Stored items
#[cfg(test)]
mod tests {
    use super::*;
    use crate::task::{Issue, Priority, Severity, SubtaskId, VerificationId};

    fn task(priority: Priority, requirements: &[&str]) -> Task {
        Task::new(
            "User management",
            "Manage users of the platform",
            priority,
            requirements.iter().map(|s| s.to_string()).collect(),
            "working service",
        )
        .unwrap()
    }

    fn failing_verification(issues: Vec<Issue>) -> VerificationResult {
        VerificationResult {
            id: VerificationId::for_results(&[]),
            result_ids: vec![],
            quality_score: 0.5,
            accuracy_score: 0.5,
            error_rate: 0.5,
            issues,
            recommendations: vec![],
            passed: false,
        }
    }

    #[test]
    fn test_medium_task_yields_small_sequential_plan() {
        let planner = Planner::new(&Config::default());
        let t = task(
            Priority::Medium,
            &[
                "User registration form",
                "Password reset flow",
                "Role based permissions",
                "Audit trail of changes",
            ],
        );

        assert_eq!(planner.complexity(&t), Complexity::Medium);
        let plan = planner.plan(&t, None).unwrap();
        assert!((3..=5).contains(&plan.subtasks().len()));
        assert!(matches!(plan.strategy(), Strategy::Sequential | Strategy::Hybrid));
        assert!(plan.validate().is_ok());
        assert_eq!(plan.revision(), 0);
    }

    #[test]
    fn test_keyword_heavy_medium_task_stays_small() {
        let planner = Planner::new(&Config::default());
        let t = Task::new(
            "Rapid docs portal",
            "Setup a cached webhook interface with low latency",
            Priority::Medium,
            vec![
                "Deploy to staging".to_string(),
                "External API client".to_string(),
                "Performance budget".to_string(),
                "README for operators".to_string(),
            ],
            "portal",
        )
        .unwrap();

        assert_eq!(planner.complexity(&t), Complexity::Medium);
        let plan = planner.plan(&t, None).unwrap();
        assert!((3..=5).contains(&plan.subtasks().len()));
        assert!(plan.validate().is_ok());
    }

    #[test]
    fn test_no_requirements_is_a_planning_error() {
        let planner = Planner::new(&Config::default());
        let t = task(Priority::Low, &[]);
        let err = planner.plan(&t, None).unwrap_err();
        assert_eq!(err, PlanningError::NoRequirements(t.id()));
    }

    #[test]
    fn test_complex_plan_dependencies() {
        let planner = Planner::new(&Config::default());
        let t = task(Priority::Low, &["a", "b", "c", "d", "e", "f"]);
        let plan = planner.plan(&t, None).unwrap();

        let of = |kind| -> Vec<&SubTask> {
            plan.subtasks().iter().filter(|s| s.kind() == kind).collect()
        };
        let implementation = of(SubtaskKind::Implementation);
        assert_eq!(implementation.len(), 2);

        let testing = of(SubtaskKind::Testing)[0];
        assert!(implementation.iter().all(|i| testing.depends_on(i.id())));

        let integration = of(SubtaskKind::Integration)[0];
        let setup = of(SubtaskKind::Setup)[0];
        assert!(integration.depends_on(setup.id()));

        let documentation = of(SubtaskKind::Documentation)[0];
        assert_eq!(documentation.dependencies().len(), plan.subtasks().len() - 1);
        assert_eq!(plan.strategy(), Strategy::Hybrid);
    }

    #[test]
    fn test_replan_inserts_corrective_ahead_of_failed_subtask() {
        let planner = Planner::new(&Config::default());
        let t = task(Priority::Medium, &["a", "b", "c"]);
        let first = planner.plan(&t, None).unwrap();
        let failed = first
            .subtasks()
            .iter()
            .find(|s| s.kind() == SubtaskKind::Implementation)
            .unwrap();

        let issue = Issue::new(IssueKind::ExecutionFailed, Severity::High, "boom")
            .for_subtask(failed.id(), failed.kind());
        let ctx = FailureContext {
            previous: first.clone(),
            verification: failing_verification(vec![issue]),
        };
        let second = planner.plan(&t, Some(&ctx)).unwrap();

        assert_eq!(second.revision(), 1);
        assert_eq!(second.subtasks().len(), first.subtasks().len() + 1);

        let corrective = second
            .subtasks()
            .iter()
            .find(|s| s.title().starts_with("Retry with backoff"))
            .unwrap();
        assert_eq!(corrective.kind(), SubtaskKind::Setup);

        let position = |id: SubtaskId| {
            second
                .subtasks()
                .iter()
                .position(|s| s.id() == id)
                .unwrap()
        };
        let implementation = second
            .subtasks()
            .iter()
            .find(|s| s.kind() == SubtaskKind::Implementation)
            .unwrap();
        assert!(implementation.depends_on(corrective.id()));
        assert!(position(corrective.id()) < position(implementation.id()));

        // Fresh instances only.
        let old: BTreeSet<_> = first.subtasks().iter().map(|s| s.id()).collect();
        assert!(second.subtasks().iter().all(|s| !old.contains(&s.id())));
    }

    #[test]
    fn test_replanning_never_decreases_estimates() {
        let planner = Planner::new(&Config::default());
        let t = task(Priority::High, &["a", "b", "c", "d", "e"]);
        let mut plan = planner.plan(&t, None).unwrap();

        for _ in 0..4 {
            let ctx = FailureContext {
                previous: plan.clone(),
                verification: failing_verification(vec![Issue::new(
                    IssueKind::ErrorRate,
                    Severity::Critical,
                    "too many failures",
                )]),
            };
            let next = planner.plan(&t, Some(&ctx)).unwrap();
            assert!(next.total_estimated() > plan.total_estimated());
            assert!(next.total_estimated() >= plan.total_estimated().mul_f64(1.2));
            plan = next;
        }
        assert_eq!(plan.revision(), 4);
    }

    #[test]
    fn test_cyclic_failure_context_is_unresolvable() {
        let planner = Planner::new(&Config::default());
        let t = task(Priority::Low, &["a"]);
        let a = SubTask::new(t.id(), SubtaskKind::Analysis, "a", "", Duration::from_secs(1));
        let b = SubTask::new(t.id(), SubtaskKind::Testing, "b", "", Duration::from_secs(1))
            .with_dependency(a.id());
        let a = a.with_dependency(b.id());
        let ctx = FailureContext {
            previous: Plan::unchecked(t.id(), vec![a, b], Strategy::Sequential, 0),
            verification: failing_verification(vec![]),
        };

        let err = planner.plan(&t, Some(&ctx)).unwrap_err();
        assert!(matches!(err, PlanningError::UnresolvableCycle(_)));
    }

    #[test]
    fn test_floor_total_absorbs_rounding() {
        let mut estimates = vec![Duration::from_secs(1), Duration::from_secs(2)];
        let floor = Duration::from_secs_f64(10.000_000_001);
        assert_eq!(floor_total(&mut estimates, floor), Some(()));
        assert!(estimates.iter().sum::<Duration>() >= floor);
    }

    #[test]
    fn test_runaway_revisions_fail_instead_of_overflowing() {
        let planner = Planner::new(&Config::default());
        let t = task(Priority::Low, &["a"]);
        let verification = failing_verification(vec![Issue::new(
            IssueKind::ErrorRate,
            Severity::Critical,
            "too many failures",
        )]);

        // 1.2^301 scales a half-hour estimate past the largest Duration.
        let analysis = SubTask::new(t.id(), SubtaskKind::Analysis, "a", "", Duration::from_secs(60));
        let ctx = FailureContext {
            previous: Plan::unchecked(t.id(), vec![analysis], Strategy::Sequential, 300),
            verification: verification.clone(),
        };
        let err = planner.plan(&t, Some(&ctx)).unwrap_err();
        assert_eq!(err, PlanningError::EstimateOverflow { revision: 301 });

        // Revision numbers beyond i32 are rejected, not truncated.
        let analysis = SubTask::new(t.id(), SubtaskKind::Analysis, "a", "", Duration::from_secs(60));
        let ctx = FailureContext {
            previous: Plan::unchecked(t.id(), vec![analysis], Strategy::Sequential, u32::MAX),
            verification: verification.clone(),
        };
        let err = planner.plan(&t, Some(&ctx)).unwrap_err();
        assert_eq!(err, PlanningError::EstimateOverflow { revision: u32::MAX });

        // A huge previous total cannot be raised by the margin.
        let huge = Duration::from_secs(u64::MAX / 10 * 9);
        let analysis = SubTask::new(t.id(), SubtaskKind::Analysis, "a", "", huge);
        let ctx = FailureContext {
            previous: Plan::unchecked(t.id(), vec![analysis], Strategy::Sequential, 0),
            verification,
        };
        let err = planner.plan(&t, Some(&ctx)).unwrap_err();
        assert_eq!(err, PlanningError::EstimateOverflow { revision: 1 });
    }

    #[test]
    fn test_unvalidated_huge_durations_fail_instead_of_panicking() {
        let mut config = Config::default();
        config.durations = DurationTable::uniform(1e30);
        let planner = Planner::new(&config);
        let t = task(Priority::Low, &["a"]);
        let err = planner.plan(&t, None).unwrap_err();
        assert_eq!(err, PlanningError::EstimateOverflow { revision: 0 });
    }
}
--
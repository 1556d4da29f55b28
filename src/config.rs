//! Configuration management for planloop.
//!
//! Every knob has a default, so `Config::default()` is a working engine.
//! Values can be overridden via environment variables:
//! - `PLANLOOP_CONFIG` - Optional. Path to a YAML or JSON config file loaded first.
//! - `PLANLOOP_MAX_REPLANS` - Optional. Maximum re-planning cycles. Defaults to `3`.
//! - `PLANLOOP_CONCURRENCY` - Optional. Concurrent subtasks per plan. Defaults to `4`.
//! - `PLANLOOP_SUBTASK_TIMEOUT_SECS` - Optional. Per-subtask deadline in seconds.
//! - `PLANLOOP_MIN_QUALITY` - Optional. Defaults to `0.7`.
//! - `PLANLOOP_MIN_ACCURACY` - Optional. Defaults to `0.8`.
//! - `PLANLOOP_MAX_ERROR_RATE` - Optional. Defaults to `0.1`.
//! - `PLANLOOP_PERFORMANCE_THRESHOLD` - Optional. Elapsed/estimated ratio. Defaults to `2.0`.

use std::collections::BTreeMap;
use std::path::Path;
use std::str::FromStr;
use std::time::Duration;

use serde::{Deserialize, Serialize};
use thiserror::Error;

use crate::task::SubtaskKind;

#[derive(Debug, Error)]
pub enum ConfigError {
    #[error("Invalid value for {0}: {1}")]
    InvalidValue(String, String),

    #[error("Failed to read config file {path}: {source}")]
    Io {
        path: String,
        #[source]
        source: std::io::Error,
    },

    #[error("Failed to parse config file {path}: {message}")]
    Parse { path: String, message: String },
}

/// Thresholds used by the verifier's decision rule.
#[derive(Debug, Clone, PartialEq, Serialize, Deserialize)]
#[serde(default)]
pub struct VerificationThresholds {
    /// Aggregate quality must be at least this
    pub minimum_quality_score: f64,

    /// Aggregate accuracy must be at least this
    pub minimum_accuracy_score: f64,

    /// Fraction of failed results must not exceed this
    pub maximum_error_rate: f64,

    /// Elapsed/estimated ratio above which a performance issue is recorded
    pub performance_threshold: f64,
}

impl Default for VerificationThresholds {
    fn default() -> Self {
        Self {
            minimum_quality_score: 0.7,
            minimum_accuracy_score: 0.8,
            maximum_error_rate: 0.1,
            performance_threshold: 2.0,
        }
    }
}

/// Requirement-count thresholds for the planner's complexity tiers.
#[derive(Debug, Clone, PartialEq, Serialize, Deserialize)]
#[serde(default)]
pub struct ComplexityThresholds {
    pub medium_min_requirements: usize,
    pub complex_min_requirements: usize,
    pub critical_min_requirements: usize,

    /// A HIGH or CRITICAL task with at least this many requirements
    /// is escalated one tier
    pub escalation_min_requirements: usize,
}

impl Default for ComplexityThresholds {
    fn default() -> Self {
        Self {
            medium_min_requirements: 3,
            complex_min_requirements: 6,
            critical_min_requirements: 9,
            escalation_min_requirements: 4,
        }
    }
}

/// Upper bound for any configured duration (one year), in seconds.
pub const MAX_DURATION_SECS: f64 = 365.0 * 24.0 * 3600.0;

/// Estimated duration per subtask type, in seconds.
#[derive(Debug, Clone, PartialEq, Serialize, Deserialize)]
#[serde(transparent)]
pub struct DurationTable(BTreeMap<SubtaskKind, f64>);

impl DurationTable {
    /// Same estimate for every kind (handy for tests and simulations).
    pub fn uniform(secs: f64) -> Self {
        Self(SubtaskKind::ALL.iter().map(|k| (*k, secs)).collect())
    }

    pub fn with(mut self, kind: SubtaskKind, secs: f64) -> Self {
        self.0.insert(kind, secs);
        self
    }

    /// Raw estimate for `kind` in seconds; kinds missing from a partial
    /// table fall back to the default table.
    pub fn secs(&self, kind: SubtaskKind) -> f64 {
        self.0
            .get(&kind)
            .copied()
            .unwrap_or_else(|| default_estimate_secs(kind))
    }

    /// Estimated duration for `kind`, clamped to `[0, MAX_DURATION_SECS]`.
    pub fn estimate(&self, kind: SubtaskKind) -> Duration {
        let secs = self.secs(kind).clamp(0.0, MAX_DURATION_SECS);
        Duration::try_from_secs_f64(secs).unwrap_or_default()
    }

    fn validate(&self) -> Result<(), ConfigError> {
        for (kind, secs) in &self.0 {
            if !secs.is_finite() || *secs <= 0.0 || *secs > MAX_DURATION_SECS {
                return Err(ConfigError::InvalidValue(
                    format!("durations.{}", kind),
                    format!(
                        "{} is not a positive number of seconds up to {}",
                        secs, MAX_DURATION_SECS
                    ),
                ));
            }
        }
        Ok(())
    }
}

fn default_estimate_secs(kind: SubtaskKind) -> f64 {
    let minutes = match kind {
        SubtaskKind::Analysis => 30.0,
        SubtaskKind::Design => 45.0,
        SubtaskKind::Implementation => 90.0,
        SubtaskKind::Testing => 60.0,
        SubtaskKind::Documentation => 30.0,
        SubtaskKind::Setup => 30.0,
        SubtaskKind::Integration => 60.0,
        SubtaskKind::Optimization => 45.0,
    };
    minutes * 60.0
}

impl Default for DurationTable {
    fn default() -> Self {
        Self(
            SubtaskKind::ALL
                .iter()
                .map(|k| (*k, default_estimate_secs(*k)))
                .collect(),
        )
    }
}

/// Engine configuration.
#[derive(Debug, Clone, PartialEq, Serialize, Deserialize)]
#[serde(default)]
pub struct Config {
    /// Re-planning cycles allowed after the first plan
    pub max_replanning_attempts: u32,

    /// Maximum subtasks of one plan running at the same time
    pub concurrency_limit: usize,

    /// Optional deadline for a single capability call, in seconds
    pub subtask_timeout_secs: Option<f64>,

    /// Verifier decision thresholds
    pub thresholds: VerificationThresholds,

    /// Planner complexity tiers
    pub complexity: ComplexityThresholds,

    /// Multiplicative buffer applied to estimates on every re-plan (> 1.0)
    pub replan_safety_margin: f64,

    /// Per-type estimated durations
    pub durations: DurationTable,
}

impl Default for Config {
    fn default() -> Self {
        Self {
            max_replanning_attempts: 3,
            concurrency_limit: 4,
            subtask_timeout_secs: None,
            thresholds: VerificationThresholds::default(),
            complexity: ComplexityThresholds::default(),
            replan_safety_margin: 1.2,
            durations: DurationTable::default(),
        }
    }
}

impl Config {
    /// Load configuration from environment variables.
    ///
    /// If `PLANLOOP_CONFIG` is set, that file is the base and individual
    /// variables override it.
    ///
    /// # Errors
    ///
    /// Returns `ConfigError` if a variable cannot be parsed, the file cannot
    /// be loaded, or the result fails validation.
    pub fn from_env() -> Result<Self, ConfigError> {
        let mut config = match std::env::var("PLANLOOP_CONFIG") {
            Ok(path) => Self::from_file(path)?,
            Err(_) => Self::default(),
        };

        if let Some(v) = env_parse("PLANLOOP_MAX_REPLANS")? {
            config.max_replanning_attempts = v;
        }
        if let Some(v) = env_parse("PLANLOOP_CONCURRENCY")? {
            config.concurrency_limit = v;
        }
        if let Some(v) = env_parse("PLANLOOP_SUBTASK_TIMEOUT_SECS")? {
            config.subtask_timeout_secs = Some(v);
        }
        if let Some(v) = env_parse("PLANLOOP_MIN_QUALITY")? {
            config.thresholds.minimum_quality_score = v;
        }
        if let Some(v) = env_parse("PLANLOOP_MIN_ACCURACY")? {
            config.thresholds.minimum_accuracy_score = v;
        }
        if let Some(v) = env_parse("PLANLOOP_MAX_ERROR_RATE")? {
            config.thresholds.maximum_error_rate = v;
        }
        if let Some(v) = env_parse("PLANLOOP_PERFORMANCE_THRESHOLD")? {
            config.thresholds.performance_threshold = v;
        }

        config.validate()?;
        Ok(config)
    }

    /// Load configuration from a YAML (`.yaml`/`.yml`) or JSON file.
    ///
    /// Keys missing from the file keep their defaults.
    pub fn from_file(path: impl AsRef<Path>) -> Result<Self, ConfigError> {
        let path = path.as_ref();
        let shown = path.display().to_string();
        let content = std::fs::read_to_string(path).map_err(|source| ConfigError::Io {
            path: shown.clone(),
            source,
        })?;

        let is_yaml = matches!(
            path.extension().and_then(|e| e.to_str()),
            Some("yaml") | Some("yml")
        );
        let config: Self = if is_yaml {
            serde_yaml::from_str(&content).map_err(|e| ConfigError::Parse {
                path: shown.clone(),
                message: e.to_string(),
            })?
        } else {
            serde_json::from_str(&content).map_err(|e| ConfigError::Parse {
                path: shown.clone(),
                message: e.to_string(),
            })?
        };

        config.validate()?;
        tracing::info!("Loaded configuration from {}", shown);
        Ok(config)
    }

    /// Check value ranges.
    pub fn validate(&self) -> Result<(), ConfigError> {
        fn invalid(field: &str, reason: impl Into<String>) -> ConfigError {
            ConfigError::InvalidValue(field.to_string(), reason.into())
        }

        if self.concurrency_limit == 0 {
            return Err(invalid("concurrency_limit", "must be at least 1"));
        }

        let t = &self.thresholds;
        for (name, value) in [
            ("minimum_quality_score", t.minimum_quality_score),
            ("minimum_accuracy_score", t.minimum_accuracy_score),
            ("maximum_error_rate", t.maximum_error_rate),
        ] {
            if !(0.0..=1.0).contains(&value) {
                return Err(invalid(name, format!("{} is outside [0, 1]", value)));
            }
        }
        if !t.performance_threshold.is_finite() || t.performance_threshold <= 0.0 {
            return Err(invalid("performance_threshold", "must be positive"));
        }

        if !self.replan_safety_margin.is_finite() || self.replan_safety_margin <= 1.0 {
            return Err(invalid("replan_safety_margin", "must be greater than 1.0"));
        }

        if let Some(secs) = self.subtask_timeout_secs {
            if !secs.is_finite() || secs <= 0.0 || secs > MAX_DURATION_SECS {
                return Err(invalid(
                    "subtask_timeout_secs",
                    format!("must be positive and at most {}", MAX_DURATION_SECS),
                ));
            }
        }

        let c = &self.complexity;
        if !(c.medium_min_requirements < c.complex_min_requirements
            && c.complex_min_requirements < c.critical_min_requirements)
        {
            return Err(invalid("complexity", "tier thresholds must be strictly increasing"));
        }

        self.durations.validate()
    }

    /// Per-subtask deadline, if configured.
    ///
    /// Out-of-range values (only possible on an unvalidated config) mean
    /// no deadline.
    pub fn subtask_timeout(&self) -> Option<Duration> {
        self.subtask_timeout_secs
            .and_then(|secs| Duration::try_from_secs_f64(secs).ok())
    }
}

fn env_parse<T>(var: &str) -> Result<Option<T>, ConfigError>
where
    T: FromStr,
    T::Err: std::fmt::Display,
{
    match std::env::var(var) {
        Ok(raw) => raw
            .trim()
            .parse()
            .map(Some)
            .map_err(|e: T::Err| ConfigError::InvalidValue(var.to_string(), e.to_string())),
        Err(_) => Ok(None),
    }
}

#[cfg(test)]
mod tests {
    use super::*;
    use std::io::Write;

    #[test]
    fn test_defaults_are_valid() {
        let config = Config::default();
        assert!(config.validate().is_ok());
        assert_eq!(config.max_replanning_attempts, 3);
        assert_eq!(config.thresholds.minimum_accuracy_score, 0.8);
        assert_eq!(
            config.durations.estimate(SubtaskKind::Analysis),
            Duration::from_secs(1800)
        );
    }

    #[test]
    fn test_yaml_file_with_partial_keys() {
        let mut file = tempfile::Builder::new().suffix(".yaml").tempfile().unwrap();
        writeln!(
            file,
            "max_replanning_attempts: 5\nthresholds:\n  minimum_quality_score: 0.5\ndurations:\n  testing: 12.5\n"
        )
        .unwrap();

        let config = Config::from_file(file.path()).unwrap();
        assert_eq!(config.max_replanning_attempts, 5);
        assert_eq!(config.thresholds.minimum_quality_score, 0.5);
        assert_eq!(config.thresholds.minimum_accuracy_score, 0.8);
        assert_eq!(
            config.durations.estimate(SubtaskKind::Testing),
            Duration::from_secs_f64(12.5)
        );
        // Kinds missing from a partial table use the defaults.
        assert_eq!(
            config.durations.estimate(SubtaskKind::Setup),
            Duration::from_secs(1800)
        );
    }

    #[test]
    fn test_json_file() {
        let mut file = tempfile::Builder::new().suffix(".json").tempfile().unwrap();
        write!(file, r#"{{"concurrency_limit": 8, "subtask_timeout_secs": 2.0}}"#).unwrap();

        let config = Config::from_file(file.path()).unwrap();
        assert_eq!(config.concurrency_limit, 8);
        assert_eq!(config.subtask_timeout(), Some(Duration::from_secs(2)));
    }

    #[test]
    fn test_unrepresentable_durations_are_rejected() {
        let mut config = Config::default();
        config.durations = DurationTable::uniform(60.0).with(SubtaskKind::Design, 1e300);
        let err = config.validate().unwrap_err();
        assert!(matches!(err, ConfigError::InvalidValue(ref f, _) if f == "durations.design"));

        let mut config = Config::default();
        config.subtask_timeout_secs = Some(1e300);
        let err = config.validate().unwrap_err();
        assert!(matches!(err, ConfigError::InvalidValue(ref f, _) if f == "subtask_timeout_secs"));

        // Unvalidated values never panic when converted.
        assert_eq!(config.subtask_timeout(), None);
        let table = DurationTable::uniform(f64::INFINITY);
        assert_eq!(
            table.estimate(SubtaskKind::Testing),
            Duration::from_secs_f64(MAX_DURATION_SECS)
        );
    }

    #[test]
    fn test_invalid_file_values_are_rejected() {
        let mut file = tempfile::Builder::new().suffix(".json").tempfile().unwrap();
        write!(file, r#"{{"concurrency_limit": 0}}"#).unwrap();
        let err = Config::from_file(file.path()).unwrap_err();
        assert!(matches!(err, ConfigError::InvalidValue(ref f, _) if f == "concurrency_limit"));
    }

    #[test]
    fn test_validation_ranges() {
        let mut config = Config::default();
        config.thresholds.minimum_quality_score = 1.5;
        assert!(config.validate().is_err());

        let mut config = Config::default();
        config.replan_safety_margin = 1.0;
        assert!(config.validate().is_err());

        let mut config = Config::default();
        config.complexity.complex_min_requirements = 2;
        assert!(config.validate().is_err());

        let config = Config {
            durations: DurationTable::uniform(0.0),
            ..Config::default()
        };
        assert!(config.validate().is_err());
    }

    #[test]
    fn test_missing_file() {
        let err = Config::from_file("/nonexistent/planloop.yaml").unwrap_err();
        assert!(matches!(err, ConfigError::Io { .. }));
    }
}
==
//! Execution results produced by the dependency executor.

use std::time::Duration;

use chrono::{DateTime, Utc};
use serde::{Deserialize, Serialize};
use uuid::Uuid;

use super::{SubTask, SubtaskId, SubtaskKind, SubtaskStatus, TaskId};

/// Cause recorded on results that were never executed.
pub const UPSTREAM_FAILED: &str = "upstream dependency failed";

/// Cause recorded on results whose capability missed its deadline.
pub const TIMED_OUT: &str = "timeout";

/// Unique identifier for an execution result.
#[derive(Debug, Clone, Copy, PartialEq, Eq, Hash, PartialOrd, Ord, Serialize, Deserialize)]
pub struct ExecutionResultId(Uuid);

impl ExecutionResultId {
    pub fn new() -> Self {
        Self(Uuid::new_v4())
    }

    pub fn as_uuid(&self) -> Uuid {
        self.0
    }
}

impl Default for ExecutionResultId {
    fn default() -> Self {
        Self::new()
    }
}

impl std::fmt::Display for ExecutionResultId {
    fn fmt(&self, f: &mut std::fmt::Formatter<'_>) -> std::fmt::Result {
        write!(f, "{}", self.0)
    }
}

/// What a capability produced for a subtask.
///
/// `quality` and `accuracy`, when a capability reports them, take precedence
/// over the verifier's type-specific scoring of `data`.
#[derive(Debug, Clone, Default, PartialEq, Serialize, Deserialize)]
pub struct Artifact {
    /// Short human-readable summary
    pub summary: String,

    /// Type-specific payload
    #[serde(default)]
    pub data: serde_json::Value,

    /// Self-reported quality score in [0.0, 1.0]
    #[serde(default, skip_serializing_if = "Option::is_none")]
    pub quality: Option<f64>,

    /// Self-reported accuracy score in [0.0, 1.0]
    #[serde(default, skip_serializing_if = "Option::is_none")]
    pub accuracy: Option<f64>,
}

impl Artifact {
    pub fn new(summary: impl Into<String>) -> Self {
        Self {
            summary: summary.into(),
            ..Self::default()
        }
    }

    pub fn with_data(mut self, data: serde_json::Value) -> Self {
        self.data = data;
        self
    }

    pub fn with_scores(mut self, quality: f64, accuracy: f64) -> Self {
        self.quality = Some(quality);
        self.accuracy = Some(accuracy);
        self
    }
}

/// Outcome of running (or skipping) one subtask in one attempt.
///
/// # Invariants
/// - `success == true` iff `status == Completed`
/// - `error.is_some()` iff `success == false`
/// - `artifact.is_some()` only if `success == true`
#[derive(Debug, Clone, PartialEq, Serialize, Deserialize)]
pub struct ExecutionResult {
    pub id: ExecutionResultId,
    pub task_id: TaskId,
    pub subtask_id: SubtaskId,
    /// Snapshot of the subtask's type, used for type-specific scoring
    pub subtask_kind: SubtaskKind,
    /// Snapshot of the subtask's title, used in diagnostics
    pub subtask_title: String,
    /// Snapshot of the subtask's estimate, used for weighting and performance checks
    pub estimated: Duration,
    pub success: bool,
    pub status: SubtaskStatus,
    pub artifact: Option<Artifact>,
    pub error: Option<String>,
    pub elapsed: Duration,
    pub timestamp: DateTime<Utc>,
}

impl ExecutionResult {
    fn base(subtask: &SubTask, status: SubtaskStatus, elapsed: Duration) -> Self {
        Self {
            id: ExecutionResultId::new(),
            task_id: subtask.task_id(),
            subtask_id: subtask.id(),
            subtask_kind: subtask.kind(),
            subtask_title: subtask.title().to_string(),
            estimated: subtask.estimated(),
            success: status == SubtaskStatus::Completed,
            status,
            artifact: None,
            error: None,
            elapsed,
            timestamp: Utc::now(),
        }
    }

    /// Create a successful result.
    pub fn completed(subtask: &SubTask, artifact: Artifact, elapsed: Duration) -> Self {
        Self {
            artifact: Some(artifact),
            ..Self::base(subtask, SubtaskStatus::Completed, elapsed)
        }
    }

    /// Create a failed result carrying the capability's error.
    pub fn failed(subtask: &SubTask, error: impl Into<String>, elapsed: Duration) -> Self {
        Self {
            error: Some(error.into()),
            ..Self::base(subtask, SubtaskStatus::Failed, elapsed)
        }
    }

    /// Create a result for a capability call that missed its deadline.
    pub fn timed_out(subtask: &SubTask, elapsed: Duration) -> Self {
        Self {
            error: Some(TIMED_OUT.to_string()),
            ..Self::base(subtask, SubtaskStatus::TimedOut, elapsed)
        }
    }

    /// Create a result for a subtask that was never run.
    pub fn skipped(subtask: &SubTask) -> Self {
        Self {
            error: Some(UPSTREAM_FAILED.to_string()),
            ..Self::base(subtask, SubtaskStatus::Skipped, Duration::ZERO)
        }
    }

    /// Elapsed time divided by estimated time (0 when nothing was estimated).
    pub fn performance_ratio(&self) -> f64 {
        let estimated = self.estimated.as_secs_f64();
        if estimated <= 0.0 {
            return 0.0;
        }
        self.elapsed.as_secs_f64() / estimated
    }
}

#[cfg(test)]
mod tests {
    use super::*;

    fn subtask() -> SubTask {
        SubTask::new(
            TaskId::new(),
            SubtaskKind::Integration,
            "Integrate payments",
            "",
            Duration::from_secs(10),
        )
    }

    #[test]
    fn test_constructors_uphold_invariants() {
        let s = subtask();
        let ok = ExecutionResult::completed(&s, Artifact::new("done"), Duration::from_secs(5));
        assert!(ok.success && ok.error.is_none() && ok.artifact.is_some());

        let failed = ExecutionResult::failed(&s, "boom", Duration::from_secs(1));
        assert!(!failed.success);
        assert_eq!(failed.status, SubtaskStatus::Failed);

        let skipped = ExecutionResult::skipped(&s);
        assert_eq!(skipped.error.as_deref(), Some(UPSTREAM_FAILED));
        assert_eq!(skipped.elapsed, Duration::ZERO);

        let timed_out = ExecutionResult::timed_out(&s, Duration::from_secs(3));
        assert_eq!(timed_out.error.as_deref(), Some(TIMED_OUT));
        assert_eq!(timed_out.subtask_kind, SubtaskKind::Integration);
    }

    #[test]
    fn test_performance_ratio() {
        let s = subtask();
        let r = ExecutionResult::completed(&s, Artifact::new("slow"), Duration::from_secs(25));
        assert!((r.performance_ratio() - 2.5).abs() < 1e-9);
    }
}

Exercise:
The range runs from the line above containing "variables override it." to the line containing "let path = path.as_ref();", inclusive. Restate those lines word for word and no others.

Your solution:
    /// variables override it.
    ///
    /// # Errors
    ///
    /// Returns `ConfigError` if a variable cannot be parsed, the file cannot
    /// be loaded, or the result fails validation.
    pub fn from_env() -> Result<Self, ConfigError> {
        let mut config = match std::env::var("PLANLOOP_CONFIG") {
            Ok(path) => Self::from_file(path)?,
            Err(_) => Self::default(),
        };

        if let Some(v) = env_parse("PLANLOOP_MAX_REPLANS")? {
            config.max_replanning_attempts = v;
        }
        if let Some(v) = env_parse("PLANLOOP_CONCURRENCY")? {
            config.concurrency_limit = v;
        }
        if let Some(v) = env_parse("PLANLOOP_SUBTASK_TIMEOUT_SECS")? {
            config.subtask_timeout_secs = Some(v);
        }
        if let Some(v) = env_parse("PLANLOOP_MIN_QUALITY")? {
            config.thresholds.minimum_quality_score = v;
        }
        if let Some(v) = env_parse("PLANLOOP_MIN_ACCURACY")? {
            config.thresholds.minimum_accuracy_score = v;
        }
        if let Some(v) = env_parse("PLANLOOP_MAX_ERROR_RATE")? {
            config.thresholds.maximum_error_rate = v;
        }
        if let Some(v) = env_parse("PLANLOOP_PERFORMANCE_THRESHOLD")? {
            config.thresholds.performance_threshold = v;
        }

        config.validate()?;
        Ok(config)
    }

    /// Load configuration from a YAML (`.yaml`/`.yml`) or JSON file.
    ///
    /// Keys missing from the file keep their defaults.
    pub fn from_file(path: impl AsRef<Path>) -> Result<Self, ConfigError> {
        let path = path.as_ref();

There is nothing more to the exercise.